Your objective: Whenever a line in the records below contains "IdentityCache", pick it out.

Data for processing:
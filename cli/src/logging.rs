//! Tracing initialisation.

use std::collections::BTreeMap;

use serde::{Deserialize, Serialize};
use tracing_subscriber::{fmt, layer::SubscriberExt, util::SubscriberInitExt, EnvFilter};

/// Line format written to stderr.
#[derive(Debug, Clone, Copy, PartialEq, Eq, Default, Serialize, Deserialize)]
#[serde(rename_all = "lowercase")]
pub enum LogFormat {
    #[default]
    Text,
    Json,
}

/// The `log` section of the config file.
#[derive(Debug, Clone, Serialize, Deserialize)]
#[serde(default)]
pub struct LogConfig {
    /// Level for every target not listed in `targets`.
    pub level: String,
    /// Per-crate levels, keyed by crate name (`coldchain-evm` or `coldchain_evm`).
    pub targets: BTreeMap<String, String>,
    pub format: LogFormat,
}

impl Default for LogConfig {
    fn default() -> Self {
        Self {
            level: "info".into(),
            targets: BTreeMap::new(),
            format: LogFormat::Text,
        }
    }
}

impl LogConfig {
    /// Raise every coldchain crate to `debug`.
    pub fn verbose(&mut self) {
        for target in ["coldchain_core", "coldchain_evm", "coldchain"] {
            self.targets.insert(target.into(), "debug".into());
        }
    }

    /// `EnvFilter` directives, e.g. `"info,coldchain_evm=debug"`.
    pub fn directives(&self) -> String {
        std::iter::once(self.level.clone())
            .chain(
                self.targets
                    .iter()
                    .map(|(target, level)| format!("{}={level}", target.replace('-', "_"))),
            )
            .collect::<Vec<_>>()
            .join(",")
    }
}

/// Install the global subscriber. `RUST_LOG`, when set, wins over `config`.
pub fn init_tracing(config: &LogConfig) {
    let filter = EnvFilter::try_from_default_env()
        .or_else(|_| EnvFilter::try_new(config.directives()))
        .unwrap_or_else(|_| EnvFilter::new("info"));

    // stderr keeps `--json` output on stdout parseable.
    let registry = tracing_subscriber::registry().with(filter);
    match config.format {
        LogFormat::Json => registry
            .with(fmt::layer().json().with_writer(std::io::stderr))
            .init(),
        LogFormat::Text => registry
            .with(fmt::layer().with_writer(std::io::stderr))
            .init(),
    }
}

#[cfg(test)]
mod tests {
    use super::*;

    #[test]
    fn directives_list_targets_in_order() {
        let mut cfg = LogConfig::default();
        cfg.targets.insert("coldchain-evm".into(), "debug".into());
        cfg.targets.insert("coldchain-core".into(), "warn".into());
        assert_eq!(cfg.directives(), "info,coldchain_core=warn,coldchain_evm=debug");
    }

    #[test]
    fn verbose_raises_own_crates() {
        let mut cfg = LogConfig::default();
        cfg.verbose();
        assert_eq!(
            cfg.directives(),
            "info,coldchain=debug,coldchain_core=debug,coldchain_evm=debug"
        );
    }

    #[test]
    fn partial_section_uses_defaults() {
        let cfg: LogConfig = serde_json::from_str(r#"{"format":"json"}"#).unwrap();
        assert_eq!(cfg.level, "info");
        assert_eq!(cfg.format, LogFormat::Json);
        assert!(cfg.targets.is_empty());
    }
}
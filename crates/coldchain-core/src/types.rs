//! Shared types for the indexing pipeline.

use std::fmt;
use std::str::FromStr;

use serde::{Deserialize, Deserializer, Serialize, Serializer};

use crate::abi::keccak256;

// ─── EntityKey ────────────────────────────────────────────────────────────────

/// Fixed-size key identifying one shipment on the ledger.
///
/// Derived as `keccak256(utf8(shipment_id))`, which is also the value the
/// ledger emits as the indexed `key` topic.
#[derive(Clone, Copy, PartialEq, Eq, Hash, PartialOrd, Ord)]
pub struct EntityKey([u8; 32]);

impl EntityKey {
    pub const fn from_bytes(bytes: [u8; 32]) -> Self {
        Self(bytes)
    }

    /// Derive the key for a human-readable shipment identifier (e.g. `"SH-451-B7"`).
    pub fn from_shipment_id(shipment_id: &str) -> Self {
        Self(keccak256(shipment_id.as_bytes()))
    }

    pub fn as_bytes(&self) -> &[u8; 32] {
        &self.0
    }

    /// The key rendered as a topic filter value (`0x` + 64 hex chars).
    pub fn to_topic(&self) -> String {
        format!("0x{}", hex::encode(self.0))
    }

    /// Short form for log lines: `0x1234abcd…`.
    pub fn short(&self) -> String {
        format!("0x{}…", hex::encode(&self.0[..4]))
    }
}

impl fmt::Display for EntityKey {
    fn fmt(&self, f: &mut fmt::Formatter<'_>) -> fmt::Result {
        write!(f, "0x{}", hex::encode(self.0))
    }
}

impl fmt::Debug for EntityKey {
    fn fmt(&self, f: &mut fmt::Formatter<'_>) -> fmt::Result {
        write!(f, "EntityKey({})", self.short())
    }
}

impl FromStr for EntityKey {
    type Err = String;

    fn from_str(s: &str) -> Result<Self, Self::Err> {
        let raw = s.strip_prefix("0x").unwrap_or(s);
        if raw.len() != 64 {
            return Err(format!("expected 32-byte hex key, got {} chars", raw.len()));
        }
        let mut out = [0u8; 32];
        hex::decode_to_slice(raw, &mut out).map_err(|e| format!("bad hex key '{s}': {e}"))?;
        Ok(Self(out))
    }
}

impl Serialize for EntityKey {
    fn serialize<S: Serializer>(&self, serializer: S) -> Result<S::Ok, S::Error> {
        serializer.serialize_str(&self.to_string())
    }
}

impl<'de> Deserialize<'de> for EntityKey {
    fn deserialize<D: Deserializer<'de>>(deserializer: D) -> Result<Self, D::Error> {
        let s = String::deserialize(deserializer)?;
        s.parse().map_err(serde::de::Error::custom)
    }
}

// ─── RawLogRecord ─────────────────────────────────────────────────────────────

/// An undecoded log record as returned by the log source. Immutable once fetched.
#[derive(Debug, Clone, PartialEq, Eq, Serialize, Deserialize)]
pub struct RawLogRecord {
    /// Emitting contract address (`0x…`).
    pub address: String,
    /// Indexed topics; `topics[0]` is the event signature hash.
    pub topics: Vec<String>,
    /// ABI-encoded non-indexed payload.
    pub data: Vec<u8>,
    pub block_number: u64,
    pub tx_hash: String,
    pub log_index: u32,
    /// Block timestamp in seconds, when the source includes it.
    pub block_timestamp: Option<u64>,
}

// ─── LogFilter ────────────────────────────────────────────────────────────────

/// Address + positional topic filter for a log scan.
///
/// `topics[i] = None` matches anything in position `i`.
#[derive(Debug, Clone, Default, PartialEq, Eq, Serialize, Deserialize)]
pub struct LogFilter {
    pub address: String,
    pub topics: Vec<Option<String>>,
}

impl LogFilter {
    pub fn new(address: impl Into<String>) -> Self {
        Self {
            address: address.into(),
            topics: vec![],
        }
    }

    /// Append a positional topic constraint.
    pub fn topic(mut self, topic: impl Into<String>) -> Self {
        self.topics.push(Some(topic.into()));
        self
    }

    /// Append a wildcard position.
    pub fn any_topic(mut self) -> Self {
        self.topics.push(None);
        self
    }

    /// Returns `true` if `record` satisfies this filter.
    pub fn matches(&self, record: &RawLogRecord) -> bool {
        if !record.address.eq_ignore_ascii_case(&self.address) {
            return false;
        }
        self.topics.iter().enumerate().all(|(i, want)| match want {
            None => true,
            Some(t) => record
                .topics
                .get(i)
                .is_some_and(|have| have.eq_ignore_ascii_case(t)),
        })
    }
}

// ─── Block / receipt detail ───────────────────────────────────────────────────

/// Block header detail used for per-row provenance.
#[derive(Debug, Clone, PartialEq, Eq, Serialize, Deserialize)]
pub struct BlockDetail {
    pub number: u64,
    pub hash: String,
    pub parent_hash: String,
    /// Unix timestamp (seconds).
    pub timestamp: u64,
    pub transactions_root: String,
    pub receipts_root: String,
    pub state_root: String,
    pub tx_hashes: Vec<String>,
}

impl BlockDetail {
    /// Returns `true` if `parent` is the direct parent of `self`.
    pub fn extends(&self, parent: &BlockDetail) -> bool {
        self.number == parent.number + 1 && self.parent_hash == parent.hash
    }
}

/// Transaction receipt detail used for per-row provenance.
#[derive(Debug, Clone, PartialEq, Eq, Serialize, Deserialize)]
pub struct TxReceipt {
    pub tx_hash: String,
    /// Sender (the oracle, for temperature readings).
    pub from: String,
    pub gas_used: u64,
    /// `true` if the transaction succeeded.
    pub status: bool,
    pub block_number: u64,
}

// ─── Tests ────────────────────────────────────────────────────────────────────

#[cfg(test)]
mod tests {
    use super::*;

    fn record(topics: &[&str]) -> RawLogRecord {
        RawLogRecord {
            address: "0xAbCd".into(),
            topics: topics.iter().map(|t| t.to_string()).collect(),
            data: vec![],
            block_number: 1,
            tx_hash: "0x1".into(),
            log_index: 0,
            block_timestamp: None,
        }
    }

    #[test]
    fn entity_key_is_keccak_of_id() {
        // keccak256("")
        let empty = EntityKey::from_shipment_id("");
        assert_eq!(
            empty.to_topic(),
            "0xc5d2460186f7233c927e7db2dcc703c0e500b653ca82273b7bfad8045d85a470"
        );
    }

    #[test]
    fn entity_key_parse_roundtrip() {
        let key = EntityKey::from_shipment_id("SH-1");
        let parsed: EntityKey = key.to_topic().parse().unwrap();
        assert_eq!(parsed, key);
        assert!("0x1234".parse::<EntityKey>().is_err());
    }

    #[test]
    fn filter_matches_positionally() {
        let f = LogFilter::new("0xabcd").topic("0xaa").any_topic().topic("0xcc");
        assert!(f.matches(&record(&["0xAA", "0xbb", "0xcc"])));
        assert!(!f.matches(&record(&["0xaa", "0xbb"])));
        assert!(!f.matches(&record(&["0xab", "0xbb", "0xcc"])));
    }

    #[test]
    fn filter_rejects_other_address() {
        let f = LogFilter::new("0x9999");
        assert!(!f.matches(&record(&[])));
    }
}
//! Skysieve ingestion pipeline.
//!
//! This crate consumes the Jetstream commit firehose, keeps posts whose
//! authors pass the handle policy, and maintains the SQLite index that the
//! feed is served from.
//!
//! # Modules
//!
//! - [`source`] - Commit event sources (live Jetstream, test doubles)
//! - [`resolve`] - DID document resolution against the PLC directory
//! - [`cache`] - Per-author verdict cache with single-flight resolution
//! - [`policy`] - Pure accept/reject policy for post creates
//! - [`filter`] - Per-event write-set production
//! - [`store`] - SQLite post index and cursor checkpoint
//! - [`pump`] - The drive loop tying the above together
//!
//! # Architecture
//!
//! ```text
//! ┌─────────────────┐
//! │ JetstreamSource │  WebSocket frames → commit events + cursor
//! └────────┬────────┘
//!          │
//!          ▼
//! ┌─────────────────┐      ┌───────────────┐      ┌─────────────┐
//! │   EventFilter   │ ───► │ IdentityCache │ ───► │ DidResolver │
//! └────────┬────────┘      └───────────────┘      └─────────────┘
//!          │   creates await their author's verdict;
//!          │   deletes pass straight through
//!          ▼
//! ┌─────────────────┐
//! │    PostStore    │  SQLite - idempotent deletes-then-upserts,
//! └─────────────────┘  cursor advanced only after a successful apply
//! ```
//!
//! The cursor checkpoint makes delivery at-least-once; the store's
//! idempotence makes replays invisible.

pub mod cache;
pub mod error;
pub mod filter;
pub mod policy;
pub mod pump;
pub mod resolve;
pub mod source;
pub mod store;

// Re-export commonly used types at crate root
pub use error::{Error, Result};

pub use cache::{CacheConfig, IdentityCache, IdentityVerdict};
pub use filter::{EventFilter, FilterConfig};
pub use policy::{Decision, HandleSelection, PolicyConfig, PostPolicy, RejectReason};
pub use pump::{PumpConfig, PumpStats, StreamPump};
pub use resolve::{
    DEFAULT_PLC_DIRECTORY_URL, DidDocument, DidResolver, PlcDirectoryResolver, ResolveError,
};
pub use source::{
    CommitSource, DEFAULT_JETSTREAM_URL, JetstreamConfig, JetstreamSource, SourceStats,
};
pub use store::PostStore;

Expected answer:
//! │   EventFilter   │ ───► │ IdentityCache │ ───► │ DidResolver │
pub use cache::{CacheConfig, IdentityCache, IdentityVerdict};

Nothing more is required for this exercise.